Secondly, use proactive maintenance intervals. These intervals can be updated as required, that is, they should be flexible and can accommodate change. For wear and predicted failure-based components, establish the current wear level and then a baseline replacement interval. You can now create a proactive replacement schedule of all wear- and failure-prone components once intervals have been determined. By achieving this, use “run time” as opposed to “calendar time.” Finally, create a standardized process for creating work orders based on the planned maintenance schedule.

Advantages and disadvantages of total productive maintenance (TPM)

Advantages:

Below are the benefits of TPM in their various applications.

  • Fewer breakdowns since big issues are more likely to be spotted early and machine operators can easily notice changes with their equipment.
  • Safer workplace because everyone keeps maintenance in mind. Problems are easily spotted and dealt with before becoming dangerous situations.
  • Better overall performance because everyone in the facility is keeping eye on maintenance, small fixes will stop going undetected.
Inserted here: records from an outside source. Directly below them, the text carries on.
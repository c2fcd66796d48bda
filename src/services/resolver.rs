//! End-to-end resolution: episode page -> multi-server embed -> candidates ->
//! classification -> extraction -> validated, deduplicated sources.
//!
//! Nothing in here fails outward. Transport and parse problems shrink the
//! result; an unreachable episode page yields an empty source list.

use futures::future::join_all;
use tracing::{debug, info, warn};
use url::Url;

use crate::config::Config;
use crate::models::{ContainerType, DiscoveredVia, EmbedCandidate, EpisodeRef, EpisodeServer, VideoSource};
use crate::services::classifier::{Classification, HostClassifier};
use crate::services::extractors::{extractor_for, has_decoder, ExtractContext};
use crate::services::fetcher::{FetchError, SiteFetcher};
use crate::services::{harvester, metrics, multiserver};

/// Server hint that maps to the configured display name
pub const DEFAULT_SERVER_HINT: &str = "default";

/// Label of the "play the embed page itself" entry
pub const FALLBACK_LABEL: &str = "MULTISERVER";

/// Outcome of one candidate
#[derive(Debug, Clone, PartialEq, Eq)]
pub enum Extraction {
    /// Direct media, either decoded or already a media address
    Decoded(VideoSource),
    /// Undecoded page of a hoster without a dedicated decoder
    Raw(VideoSource),
    /// A dedicated decoder ran and found nothing
    Missed,
}

/// Episode resolver
#[derive(Clone)]
pub struct Resolver {
    fetcher: SiteFetcher,
    default_server_name: String,
}

impl Resolver {
    pub fn new(config: &Config) -> Result<Self, FetchError> {
        Ok(Self {
            fetcher: SiteFetcher::new(config)?,
            default_server_name: config.default_server_name.clone(),
        })
    }

    pub fn fetcher(&self) -> &SiteFetcher {
        &self.fetcher
    }

    /// Display name for a server hint
    pub fn server_name(&self, hint: &str) -> String {
        if hint == DEFAULT_SERVER_HINT {
            self.default_server_name.clone()
        } else {
            hint.to_string()
        }
    }

    /// Resolve an episode descriptor produced by the listing stage
    pub async fn resolve_episode(&self, episode: &EpisodeRef, server_hint: &str) -> EpisodeServer {
        debug!("Resolving episode {}", episode.id);
        self.resolve(&episode.url, server_hint).await
    }

    /// Resolve one episode page into its direct stream sources
    pub async fn resolve(&self, episode_url: &str, server_hint: &str) -> EpisodeServer {
        metrics::RESOLUTIONS_TOTAL.inc();

        let mut server = EpisodeServer {
            server_name: self.server_name(server_hint),
            request_headers: self.fetcher.request_headers(),
            video_sources: Vec::new(),
        };

        let episode_html = match self.fetcher.get_text(episode_url, None).await {
            Ok(html) => html,
            Err(e) => {
                warn!("Episode page {} unreachable: {}", episode_url, e);
                return server;
            }
        };

        let embed_url =
            multiserver::resolve_embed_url(&self.fetcher, &episode_html, episode_url).await;

        let candidates = self
            .gather_candidates(&episode_html, episode_url, embed_url.as_deref())
            .await;

        // Language carry-over depends on harvest order: classify before dispatch
        let classifications = HostClassifier::classify_all(&candidates);

        let extracted = join_all(
            candidates
                .into_iter()
                .zip(classifications)
                .map(|(candidate, class)| self.extract_candidate(candidate, class, episode_url)),
        )
        .await;

        server.video_sources = finalize(extracted, embed_url.as_deref());

        for source in &server.video_sources {
            let provider = source
                .quality_label
                .split(" - ")
                .next()
                .unwrap_or(&source.quality_label);
            metrics::record_source(provider);
        }

        info!(
            "Resolved {} -> {} sources",
            episode_url,
            server.video_sources.len()
        );
        server
    }

    async fn gather_candidates(
        &self,
        episode_html: &str,
        episode_url: &str,
        embed_url: Option<&str>,
    ) -> Vec<EmbedCandidate> {
        let Some(embed_url) = embed_url else {
            let candidates = harvester::episode_iframes(episode_html);
            debug!("No multi-server embed, {} episode iframes", candidates.len());
            return candidates;
        };

        let embed_html = match self.fetcher.get_text(embed_url, Some(episode_url)).await {
            Ok(html) => html,
            Err(e) => {
                warn!("Embed page {} failed: {}", embed_url, e);
                String::new()
            }
        };

        let candidates = harvester::harvest(&embed_html);
        if candidates.is_empty() {
            debug!("Nothing harvested, using embed page as the only candidate");
            return vec![EmbedCandidate::new(embed_url, DiscoveredVia::Iframe)];
        }
        candidates
    }

    /// Turn one candidate into a source. Only hosters without a dedicated
    /// decoder fall back to the raw candidate URL.
    async fn extract_candidate(
        &self,
        candidate: EmbedCandidate,
        class: Classification,
        episode_url: &str,
    ) -> Extraction {
        let label = class.quality_label();
        debug!(
            "Candidate {} ({:?}) -> {}",
            candidate.url, candidate.discovered_via, label
        );

        if is_direct_media(&candidate.url) {
            return Extraction::Decoded(VideoSource::new(candidate.url, label));
        }

        let extractor = extractor_for(&class.provider);
        let page = match self.fetcher.get_text(&candidate.url, Some(episode_url)).await {
            Ok(page) => Some(page),
            Err(e) => {
                warn!("Candidate {} failed: {}", candidate.url, e);
                None
            }
        };

        let extracted = match page {
            Some(page) => {
                let ctx = ExtractContext {
                    fetcher: &self.fetcher,
                    embed_url: &candidate.url,
                    referer: episode_url,
                };
                match extractor.extract(&page, &ctx).await {
                    Ok(found) => found,
                    Err(e) => {
                        warn!("{} extractor failed on {}: {}", extractor.name(), candidate.url, e);
                        None
                    }
                }
            }
            None => None,
        };

        match extracted {
            Some(url) => Extraction::Decoded(VideoSource::new(url, label)),
            None => {
                debug!("{} extractor found nothing on {}", extractor.name(), candidate.url);
                metrics::record_miss(&class.provider.to_string());
                if has_decoder(&class.provider) {
                    Extraction::Missed
                } else {
                    Extraction::Raw(VideoSource::new(candidate.url, label))
                }
            }
        }
    }
}

/// Address already names a playable container
pub fn is_direct_media(url: &str) -> bool {
    ContainerType::from_url(url) != ContainerType::Unknown
}

/// Absolute http(s) address
pub fn is_absolute_http(url: &str) -> bool {
    Url::parse(url)
        .map(|u| matches!(u.scheme(), "http" | "https") && u.has_host())
        .unwrap_or(false)
}

/// Secondary player page rather than media
pub fn is_embed_wrapper(url: &str) -> bool {
    let lower = url.to_lowercase();
    lower.contains("/e/") || lower.contains("/embed/")
}

/// Validate, deduplicate by label and apply the embed fallback.
///
/// Decoded entries claim their labels first (in harvest order); raw entries
/// only fill labels nothing decoded.
pub fn finalize(outcomes: Vec<Extraction>, embed_url: Option<&str>) -> Vec<VideoSource> {
    let mut decoded = Vec::with_capacity(outcomes.len());
    let mut raw = Vec::new();
    for outcome in outcomes {
        match outcome {
            Extraction::Decoded(source) => decoded.push(source),
            Extraction::Raw(source) => raw.push(source),
            Extraction::Missed => {}
        }
    }

    let mut out: Vec<VideoSource> = Vec::with_capacity(decoded.len() + raw.len());
    for source in decoded.into_iter().chain(raw) {
        if !is_absolute_http(&source.url) {
            debug!("Dropping non-absolute source {}", source.url);
            continue;
        }
        if is_embed_wrapper(&source.url) {
            debug!("Dropping embed wrapper {}", source.url);
            continue;
        }
        if out.iter().any(|s| s.quality_label == source.quality_label) {
            continue;
        }
        out.push(source);
    }

    if out.is_empty() {
        if let Some(embed_url) = embed_url.filter(|u| is_absolute_http(u)) {
            out.push(VideoSource::new(embed_url, FALLBACK_LABEL));
        }
    }

    out
}
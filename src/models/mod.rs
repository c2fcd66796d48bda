pub mod episode;

pub use episode::{
    ContainerType, DiscoveredVia, EmbedCandidate, EpisodeRef, EpisodeServer, PlayerToken,
    VideoSource,
};
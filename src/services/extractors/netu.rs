use async_trait::async_trait;
use lazy_static::lazy_static;
use regex::Regex;

use super::{capture_first, decode_base64_lossy, ExtractContext, Extractor, BARE_MEDIA_URL};
use crate::services::fetcher::FetchError;

lazy_static! {
    static ref DIRECT_M3U8: Regex =
        Regex::new(r#"(?:file|src)['"]?\s*:\s*['"](https?://[^'"]+\.m3u8[^'"]*)['"]"#).unwrap();
    static ref ATOB: Regex = Regex::new(r#"atob\(\s*['"]([A-Za-z0-9+/=_-]+)['"]\s*\)"#).unwrap();
    static ref PLAYER_SRC: Regex =
        Regex::new(r#"player\.src\(\s*\{\s*src\s*:\s*['"]([^'"]+)['"]"#).unwrap();
}

/// Netu (hqq) exposes the playlist directly, base64-wrapped, or via `player.src`
pub struct NetuExtractor;

impl NetuExtractor {
    fn from_atob(page: &str) -> Option<String> {
        ATOB.captures_iter(page)
            .filter_map(|c| c.get(1))
            .filter_map(|m| decode_base64_lossy(m.as_str()))
            .find_map(|decoded| {
                let decoded = decoded.trim();
                if decoded.starts_with("http") && (decoded.contains(".m3u8") || decoded.contains(".mp4")) {
                    return Some(decoded.to_string());
                }
                BARE_MEDIA_URL.find(decoded).map(|m| m.as_str().to_string())
            })
    }

    fn find_stream(page: &str) -> Option<String> {
        capture_first(page, &[&*DIRECT_M3U8])
            .or_else(|| Self::from_atob(page))
            .or_else(|| capture_first(page, &[&*PLAYER_SRC]))
    }
}

#[async_trait]
impl Extractor for NetuExtractor {
    fn name(&self) -> &'static str {
        "netu"
    }

    async fn extract(
        &self,
        page: &str,
        _ctx: &ExtractContext<'_>,
    ) -> Result<Option<String>, FetchError> {
        Ok(Self::find_stream(page))
    }
}
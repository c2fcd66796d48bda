//! Episode resolution route

use axum::{
    extract::{Query, State},
    http::StatusCode,
    response::IntoResponse,
    Json,
};
use serde::Deserialize;
use std::sync::Arc;

use crate::models::EpisodeRef;
use crate::services::resolver::DEFAULT_SERVER_HINT;
use crate::AppState;

fn default_server() -> String {
    DEFAULT_SERVER_HINT.to_string()
}

/// Query parameters for source resolution
#[derive(Deserialize)]
pub struct SourcesQuery {
    pub url: String,
    /// Episode identifier from the listing; the URL stands in when absent
    #[serde(default)]
    pub id: Option<String>,
    #[serde(default = "default_server")]
    pub server: String,
}

impl SourcesQuery {
    fn episode(&self) -> EpisodeRef {
        let url = self.url.trim().to_string();
        let id = self
            .id
            .as_deref()
            .map(str::trim)
            .filter(|id| !id.is_empty())
            .map(str::to_string)
            .unwrap_or_else(|| url.clone());
        EpisodeRef { id, url }
    }
}

/// Validate URL is HTTP/HTTPS
fn is_valid_http_url(url: &str) -> bool {
    url.starts_with("http://") || url.starts_with("https://")
}

/// GET /api/episode/sources?url=<episode page>&id=<episode id>&server=<hint>
pub async fn get_sources(
    State(state): State<Arc<AppState>>,
    Query(query): Query<SourcesQuery>,
) -> impl IntoResponse {
    let episode = query.episode();
    if !is_valid_http_url(&episode.url) {
        return (
            StatusCode::BAD_REQUEST,
            Json(serde_json::json!({"error": "Invalid episode URL"})),
        )
            .into_response();
    }

    let server = state.resolver.resolve_episode(&episode, &query.server).await;
    (StatusCode::OK, Json(server)).into_response()
}

#[cfg(test)]
mod tests {
    use super::*;

    #[test]
    fn test_is_valid_http_url() {
        assert!(is_valid_http_url("https://ww3.animeonline.ninja/episodio/x/"));
        assert!(is_valid_http_url("http://localhost:8080/a"));
        assert!(!is_valid_http_url(""));
        assert!(!is_valid_http_url("ftp://host/file"));
        assert!(!is_valid_http_url("/episodio/x/"));
    }

    #[test]
    fn test_server_defaults() {
        let query: SourcesQuery = serde_json::from_str(r#"{"url": "https://a/b"}"#).unwrap();
        assert_eq!(query.server, "default");
    }

    #[test]
    fn test_episode_ref_from_query() {
        let query: SourcesQuery = serde_json::from_str(
            r#"{"url": " https://a/episodio/x/ ", "id": "one-piece-1100"}"#,
        )
        .unwrap();
        assert_eq!(
            query.episode(),
            EpisodeRef {
                id: "one-piece-1100".to_string(),
                url: "https://a/episodio/x/".to_string(),
            }
        );

        let query: SourcesQuery = serde_json::from_str(r#"{"url": "https://a/b", "id": ""}"#).unwrap();
        assert_eq!(query.episode().id, "https://a/b");
    }
}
The applications of the TPM program can impact the facility directly and indirectly. Below are the benefits of total productive maintenance in tabular form.

 

Benefits of Total Productive Maintenance
Direct BenefitsIndirect Benefits
Less unplanned downtime increasing OEEIncrease in employee confidence levels
Reduction in customer complaintsProduces a clean, orderly workplace
Reduction in workplace accidentsIncrease in positive attitudes among employees through a sense of ownership
Reduction in manufacturing costsPollution control measures are followed
Increase in product qualityCross-departmental shared knowledge and experience

 

Disadvantages:

The only disadvantages of total productive maintenance are that it involves thorough planning, focus, and discipline. However, the outcome is worth it.

Conclusion

Total productive maintenance (TPM) is the process of using machines, equipment, employees, and supporting processes to maintain and improve the integrity of production and the quality of systems. It focuses on the effective and efficient use of the means of production, that is, all departments must be involved. With the small teamwork, productivity is increase and downtime is decrease through equipment reliability. That is all for this article, where the definition, importance, implementation, advantages, and disadvantages of total productive maintenance (TPM) are being discussed. You also learned the 5S and the eight pillars of total productive maintenance.